(PROVIDED INFORMATION)

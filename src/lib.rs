//! Enumerates every way the chains of a lipid could add up to its total composition, and every place their double
//! bonds could sit
//!
//! This crate just gathers the public API of `lipochem` (chain types, masses, and shorthand notation) and `splinters`
//! (the chain and double-bond generators) in one place.

pub use lipochem::{
    AcylChain, AlkylChain, AnyChains, AverageMass, Chain, ChainExceptionDatabase, ChainKind, DoubleBond,
    LipochemError, Massive, MolecularSpeciesLevelChains, MonoisotopicMass, Oxidized, PositionLevelChains,
    SphingoChain, TotalChain, chains::SPHINGOID_BACKBONE,
};
pub use splinters::{
    ChainGenerator, ChainVariationGenerator, DEFAULT_MIN_LENGTH, StandardChainGenerator,
    TotalChainVariationGenerator,
};

pub mod prelude {
    pub use crate::{
        Chain, ChainExceptionDatabase, ChainGenerator, ChainKind, ChainVariationGenerator, Massive,
        StandardChainGenerator, TotalChain, TotalChainVariationGenerator,
    };
}
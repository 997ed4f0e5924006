// Standard Library Imports
use std::fmt::{self, Display, Formatter};

// Local Crate Imports
use crate::TotalChain;

// Public API ==========================================================================================================

impl TotalChain {
    #[must_use]
    pub const fn new(
        carbon_count: u32,
        double_bond_count: u32,
        oxidized_count: u32,
        acyl_chain_count: u32,
        alkyl_chain_count: u32,
        sphingo_chain_count: u32,
    ) -> Self {
        Self {
            carbon_count,
            double_bond_count,
            oxidized_count,
            acyl_chain_count,
            alkyl_chain_count,
            sphingo_chain_count,
        }
    }

    #[must_use]
    pub const fn carbon_count(&self) -> u32 {
        self.carbon_count
    }

    #[must_use]
    pub const fn double_bond_count(&self) -> u32 {
        self.double_bond_count
    }

    #[must_use]
    pub const fn oxidized_count(&self) -> u32 {
        self.oxidized_count
    }

    #[must_use]
    pub const fn acyl_chain_count(&self) -> u32 {
        self.acyl_chain_count
    }

    #[must_use]
    pub const fn alkyl_chain_count(&self) -> u32 {
        self.alkyl_chain_count
    }

    #[must_use]
    pub const fn sphingo_chain_count(&self) -> u32 {
        self.sphingo_chain_count
    }

    #[must_use]
    pub const fn chain_count(&self) -> u32 {
        self.acyl_chain_count + self.alkyl_chain_count + self.sphingo_chain_count
    }
}

// Display Trait Implementations =======================================================================================

impl Display for TotalChain {
    fn fmt(&self, f: &mut Formatter<'_>) -> fmt::Result {
        write!(f, "{}:{}", self.carbon_count, self.double_bond_count)?;
        match self.oxidized_count {
            0 => Ok(()),
            1 => write!(f, ";O"),
            count => write!(f, ";O{count}"),
        }
    }
}

// Module Tests ========================================================================================================

#[cfg(test)]
mod tests {
    use super::*;

    #[test]
    fn total_chain_counts() {
        let ceramide = TotalChain::new(34, 1, 2, 1, 0, 1);
        assert_eq!(ceramide.carbon_count(), 34);
        assert_eq!(ceramide.double_bond_count(), 1);
        assert_eq!(ceramide.oxidized_count(), 2);
        assert_eq!(ceramide.acyl_chain_count(), 1);
        assert_eq!(ceramide.alkyl_chain_count(), 0);
        assert_eq!(ceramide.sphingo_chain_count(), 1);
        assert_eq!(ceramide.chain_count(), 2);

        assert_eq!(TotalChain::default().chain_count(), 0);
    }

    #[test]
    fn total_chain_display() {
        assert_eq!(TotalChain::new(36, 2, 0, 2, 0, 0).to_string(), "36:2");
        assert_eq!(TotalChain::new(36, 2, 1, 2, 0, 0).to_string(), "36:2;O");
        assert_eq!(TotalChain::new(34, 1, 2, 1, 0, 1).to_string(), "34:1;O2");
    }
}
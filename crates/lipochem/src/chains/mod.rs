mod chain;
mod chain_set;
mod positions;
mod total_chain;

pub use chain::SPHINGOID_BACKBONE;
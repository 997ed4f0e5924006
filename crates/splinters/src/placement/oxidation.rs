// External Crate Imports
use itertools::{Either, Itertools};
use lipochem::{ChainKind, Oxidized};

// Public API ==========================================================================================================

// NOTE: C1 of an acyl chain is the carbonyl carbon, and C1 and C3 of a sphingoid base are already hydroxylated
const fn first_oxidizable(kind: ChainKind) -> u32 {
    match kind {
        ChainKind::Acyl | ChainKind::Alkyl => 2,
        ChainKind::Sphingo => 4,
    }
}

pub(super) fn complete(
    kind: ChainKind,
    carbon_count: u32,
    oxidized: &Oxidized,
) -> impl Iterator<Item = Oxidized> + Clone + use<> {
    let undecided = oxidized.undecided_count() as usize;
    let first = first_oxidizable(kind);
    let fixed = oxidized.positions().clone();

    // NOTE: `.combinations()` allocates an index for every site it picks, so requests that can't be met stop here
    let site_count = carbon_count.checked_sub(first).map_or(0, |n| n as usize + 1);
    let open_site_count = site_count.saturating_sub(fixed.range(first..).count());
    if undecided == 0 || undecided > open_site_count {
        let decided = (undecided == 0).then(|| oxidized.clone());
        return Either::Left(decided.into_iter());
    }

    let count = oxidized.count();
    let open_sites = (first..=carbon_count).filter({
        let fixed = fixed.clone();
        move |p| !fixed.contains(p)
    });
    Either::Right(
        open_sites
            .combinations(undecided)
            .filter_map(move |extra| Oxidized::new(count, fixed.iter().copied().chain(extra)).ok()),
    )
}

// Module Tests ========================================================================================================
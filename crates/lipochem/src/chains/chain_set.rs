// Standard Library Imports
use std::{
    fmt::{self, Display, Formatter},
    sync::Arc,
};

// External Crate Imports
use itertools::Itertools;

// Local Crate Imports
use crate::{AnyChains, Chain, ChainKind, MolecularSpeciesLevelChains, PositionLevelChains, TotalChain};

// Public API ==========================================================================================================

macro_rules! chain_set_impls {
    ($($set_type:ident => $separator:literal),+ $(,)?) => {
        $(
            impl $set_type {
                pub fn new(chains: impl IntoIterator<Item = impl Into<Arc<Chain>>>) -> Self {
                    Self(chains.into_iter().map(Into::into).collect())
                }

                #[must_use]
                pub fn chains(&self) -> &[Arc<Chain>] {
                    &self.0
                }

                #[must_use]
                pub fn is_decided(&self) -> bool {
                    self.0.iter().all(|c| c.is_decided())
                }

                /// The composition these chains add up to
                #[must_use]
                pub fn total_chain(&self) -> TotalChain {
                    total_chain(&self.0)
                }
            }

            impl Display for $set_type {
                fn fmt(&self, f: &mut Formatter<'_>) -> fmt::Result {
                    write!(f, "{}", self.0.iter().join($separator))
                }
            }
        )+
    };
}

chain_set_impls!(MolecularSpeciesLevelChains => "_", PositionLevelChains => "/");

impl MolecularSpeciesLevelChains {
    /// The chains in canonical order; two molecular species are the same lipid iff their canonical chains are equal
    #[must_use]
    pub fn canonical(&self) -> Vec<Arc<Chain>> {
        self.0.iter().cloned().sorted_unstable().collect()
    }
}

impl AnyChains {
    #[must_use]
    pub fn chains(&self) -> &[Arc<Chain>] {
        match self {
            Self::MolecularSpecies(c) => c.chains(),
            Self::Position(c) => c.chains(),
        }
    }

    #[must_use]
    pub fn is_decided(&self) -> bool {
        self.chains().iter().all(|c| c.is_decided())
    }

    #[must_use]
    pub fn total_chain(&self) -> TotalChain {
        total_chain(self.chains())
    }
}

// Display Trait Implementations =======================================================================================

impl Display for AnyChains {
    fn fmt(&self, f: &mut Formatter<'_>) -> fmt::Result {
        match self {
            Self::MolecularSpecies(c) => c.fmt(f),
            Self::Position(c) => c.fmt(f),
        }
    }
}

// Private Helper Functions ============================================================================================

fn total_chain(chains: &[Arc<Chain>]) -> TotalChain {
    let count_kind = |kind| chains.iter().filter(|c| c.kind() == kind).count() as u32;
    TotalChain::new(
        chains.iter().map(|c| c.carbon_count()).sum(),
        chains.iter().map(|c| c.double_bond().count()).sum(),
        chains.iter().map(|c| c.oxidized().count()).sum(),
        count_kind(ChainKind::Acyl),
        count_kind(ChainKind::Alkyl),
        count_kind(ChainKind::Sphingo),
    )
}

// Module Tests ========================================================================================================
// Standard Library Imports
use std::iter;

// External Crate Imports
use itertools::{Either, Itertools};
use lipochem::{ChainExceptionDatabase, DoubleBond};

// Local Crate Imports
use super::is_spaced_from;

/// The double bond that turns an ether lipid into a plasmalogen
const VINYL_ETHER_POSITION: u32 = 1;

// Public API ==========================================================================================================

// NOTE: Undecided bonds are placed as a single run, each bond three carbons from the last. The run slides back from the
// methyl end one step at a time (with its top bond at `carbon_count - 3`, then `- 6`, ...), stopping as soon as its
// lowest bond would have to fall below C3
pub(super) fn complete<'e>(
    carbon_count: u32,
    double_bond: &DoubleBond,
    exceptions: &'e ChainExceptionDatabase,
) -> impl Iterator<Item = DoubleBond> + Clone + use<'e> {
    let undecided = double_bond.undecided_count();
    if undecided == 0 {
        return Either::Left(iter::once(double_bond.clone()));
    }

    let count = double_bond.count();
    let fixed = double_bond.positions().clone();

    let runs = (1..)
        .map_while(move |step| lowest_in_run(carbon_count, undecided, step))
        .map(move |lowest| (0..undecided).map(move |i| lowest + 3 * i))
        .filter({
            let fixed = fixed.clone();
            move |run| run.clone().all(|p| is_spaced_from(p, &fixed))
        })
        .filter_map({
            let fixed = fixed.clone();
            move |run| DoubleBond::new(count, fixed.iter().copied().chain(run)).ok()
        });

    let exceptions = exceptions
        .lookup(carbon_count, count)
        .iter()
        .filter(move |db| db.positions().is_superset(&fixed))
        .cloned();

    Either::Right(runs.chain(exceptions).unique())
}

/// Ether chains can be completed like any other chain, or as plasmalogens with one of their double bonds at C1
pub(super) fn complete_ether<'e>(
    carbon_count: u32,
    double_bond: &DoubleBond,
    exceptions: &'e ChainExceptionDatabase,
) -> impl Iterator<Item = DoubleBond> + Clone + use<'e> {
    let ethers = complete(carbon_count, double_bond, exceptions);
    if double_bond.is_decided() || double_bond.contains(VINYL_ETHER_POSITION) {
        return Either::Left(ethers);
    }

    // NOTE: This fails (and there are no plasmalogens) if C2 already carries a double bond
    let vinyl_ether = DoubleBond::new(
        double_bond.count(),
        double_bond.positions().iter().copied().chain([VINYL_ETHER_POSITION]),
    );
    let plasmalogens = vinyl_ether
        .ok()
        .into_iter()
        .flat_map(move |db| complete(carbon_count, &db, exceptions));

    Either::Right(ethers.chain(plasmalogens).unique())
}

// Private Helper Functions ============================================================================================

/// The lowest bond of the `step`th run, or `None` once that would fall below C3 (or the run can't fit at all)
fn lowest_in_run(carbon_count: u32, undecided: u32, step: u32) -> Option<u32> {
    let offset = step.checked_add(undecided - 1)?.checked_mul(3)?;
    carbon_count.checked_sub(offset).filter(|&lowest| lowest >= 3)
}

// Module Tests ========================================================================================================

#[cfg(test)]
mod tests {
    use once_cell::sync::Lazy;

    use super::*;

    static DB: Lazy<ChainExceptionDatabase> = Lazy::new(ChainExceptionDatabase::default);
    static NO_EXCEPTIONS: Lazy<ChainExceptionDatabase> =
        Lazy::new(|| ChainExceptionDatabase::new("empty.kdl", "").unwrap());

    fn positions(double_bonds: impl Iterator<Item = DoubleBond>) -> Vec<Vec<u32>> {
        double_bonds
            .map(|db| db.positions().iter().copied().collect())
            .collect()
    }

    #[test]
    fn methylene_interrupted_runs() {
        let complete = |carbons, count| positions(complete(carbons, &DoubleBond::undecided(count), &NO_EXCEPTIONS));

        assert_eq!(complete(18, 1), vec![vec![15], vec![12], vec![9], vec![6], vec![3]]);
        assert_eq!(
            complete(18, 2),
            vec![vec![12, 15], vec![9, 12], vec![6, 9], vec![3, 6]]
        );
        assert_eq!(complete(18, 3), vec![vec![9, 12, 15], vec![6, 9, 12], vec![3, 6, 9]]);
        assert_eq!(
            complete(20, 4),
            vec![vec![8, 11, 14, 17], vec![5, 8, 11, 14]]
        );
        // The lowest bond can't fall below C3, so the run stops early on chains that aren't a multiple of three
        assert_eq!(complete(17, 1), vec![vec![14], vec![11], vec![8], vec![5]]);
        assert_eq!(complete(6, 1), vec![vec![3]]);
        assert!(complete(5, 1).is_empty());
        assert!(complete(14, 4).is_empty());
        // Runs that could never fit are rejected without overflowing
        assert!(complete(18, 2_000_000_000).is_empty());
        assert!(complete(u32::MAX, u32::MAX).is_empty());

        let mut longest = super::complete(u32::MAX, &DoubleBond::undecided(1), &NO_EXCEPTIONS);
        let top = longest.next().map(|db| db.positions().iter().copied().collect_vec());
        assert_eq!(top, Some(vec![u32::MAX - 3]));
    }

    #[test]
    fn fixed_positions_are_kept() {
        let partial = DoubleBond::new(3, [5]).unwrap();
        let completions = positions(complete(20, &partial, &NO_EXCEPTIONS));
        assert_eq!(
            completions,
            vec![vec![5, 14, 17], vec![5, 11, 14], vec![5, 8, 11]]
        );

        // The run can't end up right next to the bond that's already at C16
        let crowded = DoubleBond::new(3, [16]).unwrap();
        let completions = positions(complete(20, &crowded, &NO_EXCEPTIONS));
        assert_eq!(
            completions,
            vec![vec![11, 14, 16], vec![8, 11, 16], vec![5, 8, 16]]
        );
    }

    #[test]
    fn curated_exceptions() {
        let oleoyl = positions(complete(18, &DoubleBond::undecided(1), &DB));
        assert_eq!(oleoyl.last(), Some(&vec![11]));
        assert_eq!(oleoyl.len(), 6);

        // Exceptions must contain every fixed position
        let partial = DoubleBond::new(2, [12]).unwrap();
        let completions = positions(complete(18, &partial, &DB));
        assert_eq!(
            completions,
            vec![vec![12, 15], vec![9, 12], vec![6, 12], vec![3, 12], vec![10, 12]]
        );
    }

    #[test]
    fn ether_completions() {
        let ethers = positions(complete_ether(12, &DoubleBond::undecided(2), &NO_EXCEPTIONS));
        assert_eq!(
            ethers,
            vec![vec![6, 9], vec![3, 6], vec![1, 9], vec![1, 6], vec![1, 3]]
        );

        let fixed = DoubleBond::new(2, [1]).unwrap();
        let plasmalogens = positions(complete_ether(12, &fixed, &NO_EXCEPTIONS));
        assert_eq!(plasmalogens, vec![vec![1, 9], vec![1, 6], vec![1, 3]]);

        // A double bond at C2 rules out plasmalogens entirely
        let blocked = DoubleBond::new(2, [2]).unwrap();
        let ethers = positions(complete_ether(12, &blocked, &NO_EXCEPTIONS));
        assert_eq!(ethers, vec![vec![2, 9], vec![2, 6]]);
    }
}
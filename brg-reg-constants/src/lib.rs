// Copyright 2022 Google LLC
//
// Licensed under the Apache License, Version 2.0 (the "License");
// you may not use this file except in compliance with the License.
// You may obtain a copy of the License at
//
//     https://www.apache.org/licenses/LICENSE-2.0
//
// Unless required by applicable law or agreed to in writing, software
// distributed under the License is distributed on an "AS IS" BASIS,
// WITHOUT WARRANTIES OR CONDITIONS OF ANY KIND, either express or implied.
// See the License for the specific language governing permissions and
// limitations under the License.

#![no_std]

//! Register definitions for the BRG tile fabric as seen from the host core.
//! These are the addressing ABI between software and the on-chip network;
//! every value here must match the hardware bit for bit.

/// Per-core control register bank of a BRG tile.
pub mod ctrl_regs {
    // Fabric-wide base of the control register window. Tile and core fields
    // are OR'ed onto this; none of its set bits overlap a field below.
    pub const BRG_CTRL_REGS_BASE_ADDR: u64 = 0xe1_00a0_0000;

    pub const BRG_CTRL_REGS_REG_OFFSET: u32 = 0;
    pub const BRG_CTRL_REGS_REG_MASK: u64 = 0xffff;
    pub const BRG_CTRL_REGS_CORE_OFFSET: u32 = 16;
    pub const BRG_CTRL_REGS_CORE_MASK: u64 = 0xf;
    pub const BRG_CTRL_REGS_TILE_Y_OFFSET: u32 = 24;
    pub const BRG_CTRL_REGS_TILE_Y_MASK: u64 = 0xf;
    pub const BRG_CTRL_REGS_TILE_X_OFFSET: u32 = 28;
    pub const BRG_CTRL_REGS_TILE_X_MASK: u64 = 0xf;

    // Register offsets within a core's bank.
    pub const CTRL_REG_GOBIT_REG_OFFSET: u16 = 0b000000;
    pub const CTRL_REG_RESET_PC_REG_OFFSET: u16 = 0b000100;
    pub const CTRL_REG_PROC2MNGR_REG_OFFSET: u16 = 0b001000;
    pub const CTRL_REG_MNGR2PROC_REG_OFFSET: u16 = 0b001100;
    pub const CTRL_REG_ADDR_SEXT_EN_REG_OFFSET: u16 = 0b010000;
    pub const CTRL_REG_GO_IFC_REG_OFFSET: u16 = 0b010100;
    pub const CTRL_REG_DONE_IFC_REG_OFFSET: u16 = 0b011000;

    // GO_IFC value selecting normal (non-test) run mode.
    pub const CTRL_REG_GO_IFC_MODE_NORMAL: u32 = 0x0;
    pub const CTRL_REG_ADDR_SEXT_EN_DISABLE: u32 = 0x0;
    pub const CTRL_REG_GOBIT_ENABLE: u32 = 0x1;
}

/// Inbound interrupt mailbox shared by the whole fabric.
pub mod wakeup {
    pub const BRG_WAKEUP_MAILBOX_ADDR: u64 = 0x98_0000_0800;

    pub const BRG_WAKEUP_TRIGGER_BIT: u32 = 0;
    pub const BRG_WAKEUP_OPCODE_OFFSET: u32 = 15;
    pub const BRG_WAKEUP_OPCODE_MASK: u64 = 0x7;
    pub const BRG_WAKEUP_TILE_X_OFFSET: u32 = 18;
    pub const BRG_WAKEUP_TILE_X_MASK: u64 = 0xff;
    pub const BRG_WAKEUP_TILE_Y_OFFSET: u32 = 26;
    pub const BRG_WAKEUP_TILE_Y_MASK: u64 = 0xff;
    pub const BRG_WAKEUP_VALID_BIT: u32 = 63;

    // Interrupt type that wakes a sleeping tile.
    pub const BRG_WAKEUP_OPCODE_WAKE: u8 = 0b010;
}

/// Values latched in a tile's DONE_IFC register.
pub mod status {
    pub const BRG_STATUS_RUNNING: u32 = 0;
    pub const BRG_STATUS_SUCCESS: u32 = 1;
    pub const BRG_STATUS_FAILURE: u32 = 2;
}

/// Platform definitions for the one supported fabric generation.
pub mod platform {
    pub const NUM_BRG_TILES: usize = 3;
    pub const BRG_CORES_PER_TILE: usize = 6;
    pub const BRG_MAX_THREADS: usize = NUM_BRG_TILES * BRG_CORES_PER_TILE;

    // Tile coordinates in logical tile-index order.
    pub const BRG_TILE_COORDS: [(u8, u8); NUM_BRG_TILES] = [(0, 2), (0, 3), (1, 3)];

    // Where tile cores start fetching; also the base of the tile code image.
    pub const BRG_TEST_RESETPC: u32 = 0x4000_0000;

    // Host-side tiles (Ariane); only thread 0 drives the BRG tiles.
    pub const PITON_RV64_TILES: usize = 4;

    // Host cycle counter frequency.
    pub const EE_TICKS_PER_SEC: u64 = 1_000_000_000;

    // Bytes of private workload memory per logical thread.
    pub const TOTAL_DATA_SIZE: usize = 2000;
}
// Copyright 2022 Google LLC
//
// Licensed under the Apache License, Version 2.0 (the "License");
// you may not use this file except in compliance with the License.
// You may obtain a copy of the License at
//
//     https://www.apache.org/licenses/LICENSE-2.0
//
// Unless required by applicable law or agreed to in writing, software
// distributed under the License is distributed on an "AS IS" BASIS,
// WITHOUT WARRANTIES OR CONDITIONS OF ANY KIND, either express or implied.
// See the License for the specific language governing permissions and
// limitations under the License.

// Per-thread storage: write-once result slots and private memory slices,
// both addressed by LogicalThreadId.

use brg_tile_interface::{BrgError, LogicalThreadId, ThreadResult};
use core::slice::ChunksExactMut;
use spin::Once;

/// Fixed-capacity table of result slots. Each slot is written at most once,
/// by the thread that owns it; readers see either nothing or the complete
/// result.
pub struct ResultArena<const N: usize> {
    slots: [Once<ThreadResult>; N],
}
impl<const N: usize> ResultArena<N> {
    pub const fn new() -> Self {
        // NB: The repeat operand requires a const item.
        const INIT: Once<ThreadResult> = Once::new();
        Self { slots: [INIT; N] }
    }

    pub const fn capacity(&self) -> usize { N }

    /// Stores |result| in slot `result.thread_id`.
    pub fn publish(&self, result: ThreadResult) -> Result<(), BrgError> {
        let id = result.thread_id;
        let slot = self.slots.get(id).ok_or(BrgError::InvalidThreadId(id))?;
        let mut stored = false;
        slot.call_once(|| {
            stored = true;
            result
        });
        if stored {
            Ok(())
        } else {
            Err(BrgError::SlotAlreadyWritten(id))
        }
    }

    pub fn get(&self, id: LogicalThreadId) -> Option<&ThreadResult> { self.slots.get(id)?.get() }

    /// Number of slots written so far.
    pub fn populated(&self) -> usize { self.slots.iter().filter(|s| s.is_completed()).count() }

    /// Written slots in thread id order.
    pub fn iter(&self) -> impl Iterator<Item = &ThreadResult> { self.slots.iter().filter_map(Once::get) }
}
impl<const N: usize> Default for ResultArena<N> {
    fn default() -> Self { Self::new() }
}

/// A shared block split into equal, disjoint per-thread slices.
pub struct MemoryArena<'m> {
    block: &'m mut [u8],
    slice_len: usize,
}
impl<'m> MemoryArena<'m> {
    /// Trailing bytes that do not fill a whole slice are never handed out.
    pub fn new(block: &'m mut [u8], slice_len: usize) -> Self { Self { block, slice_len } }

    pub fn slice_len(&self) -> usize { self.slice_len }

    pub fn num_slices(&self) -> usize {
        match self.slice_len {
            0 => 0,
            len => self.block.len() / len,
        }
    }

    /// Borrows the private slice of thread |id|.
    pub fn slice_mut(&mut self, id: LogicalThreadId) -> Result<&mut [u8], BrgError> {
        if id >= self.num_slices() {
            return Err(BrgError::InvalidThreadId(id));
        }
        let start = id * self.slice_len;
        Ok(&mut self.block[start..start + self.slice_len])
    }

    /// Splits the block into every thread's slice at once, in thread id
    /// order, for handing to concurrently running threads.
    pub fn split(&mut self) -> ChunksExactMut<'_, u8> {
        // chunks_exact_mut panics on a zero length.
        let len = self.slice_len.max(1);
        let usable = if self.slice_len == 0 { 0 } else { self.block.len() };
        self.block[..usable].chunks_exact_mut(len)
    }
}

(End PROVIDED INFORMATION)

**GOAL OF THE EXERCISE:** When the word "unique" occurs in a line above, list that line.

**ANSWER BOX:**
    Either::Right(runs.chain(exceptions).unique())
    Either::Right(ethers.chain(plasmalogens).unique())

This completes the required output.